Digital Rights Management (DRM) technologies and legal research: Applications and regulations of encryption, digital watermarking, and copyright protection systems
- 1 Tsinghua University, Beijing, China
- 2 University of California, Berkeley, United States
* Author to whom correspondence should be addressed.
Abstract
This paper explores the intersection of technology and law in Digital Rights Management (DRM) systems. By examining the application and regulation of encryption technologies, digital watermarking, and comprehensive copyright protection systems, this study provides a detailed understanding of how these technologies prevent unauthorized copying, distribution, and use of digital content. The paper introduces mathematical models to quantify the effectiveness of encryption and watermarking, offering insights into their practical applications and implications for intellectual property law.
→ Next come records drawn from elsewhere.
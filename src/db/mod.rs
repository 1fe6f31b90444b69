//! Relational storage layer
//!
//! Maps caller-supplied event families onto dynamically created tables and
//! exposes a read-only query surface over them. Everything here talks to the
//! database through [`SqlConnection`], so tests can inject a recording mock in
//! place of the SQLite connection.

pub mod classify;
pub mod gateway;
pub mod registry;
pub mod sqlite;
pub mod statements;

#[cfg(test)]
pub(crate) mod mock;

pub use classify::{Classification, QueryClassifier, SqlParserClassifier};
pub use gateway::{ColumnDescription, QueryGateway, QueryResult, TableDescription};
pub use registry::{StorageMode, Table, TableRegistry};
pub use sqlite::SqliteConnection;

use thiserror::Error;

/// Failure reported by a connection, before the caller adds operation context
#[derive(Error, Debug, Clone, PartialEq)]
pub enum DriverError {
    #[error("{0}")]
    Sql(String),

    #[error("statement is not read-only")]
    NotReadOnly,

    #[error("connection lock poisoned")]
    Poisoned,
}

/// A single cell as the driver hands it back
#[derive(Debug, Clone, PartialEq)]
pub enum DriverValue {
    Null,
    Integer(i64),
    Real(f64),
    /// Text and blob columns both surface as raw bytes
    Bytes(Vec<u8>),
}

/// Column names plus rows in driver representation
#[derive(Debug, Clone, Default, PartialEq)]
pub struct RowSet {
    pub columns: Vec<String>,
    pub rows: Vec<Vec<DriverValue>>,
}

/// Blocking relational connection shared by concurrent requests
pub trait SqlConnection: Send + Sync {
    /// Execute a statement with positional arguments; returns rows affected
    fn execute(&self, sql: &str, args: &[serde_json::Value]) -> Result<usize, DriverError>;

    /// Prepare and run a read-only query
    fn query(&self, sql: &str) -> Result<RowSet, DriverError>;

    /// Most positional arguments a single statement may bind
    fn max_bind_parameters(&self) -> usize;
}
The comprehensive DRM effectiveness model combines these individual models, accounting for user inconvenience, to provide a holistic view of DRM system performance. Key case studies illustrate the implementation of DRM technologies in various industries, highlighting best practices and regulatory compliance. The study concludes with recommendations for future research and policy development to enhance the effectiveness and legal robustness of DRM technologies. This work contributes to the academic and practical understanding of DRM, offering a framework for optimizing DRM strategies in a dynamic digital landscape.
Keywords
Digital Rights Management, DRM, Encryption, Digital Watermarking, Copyright Protection.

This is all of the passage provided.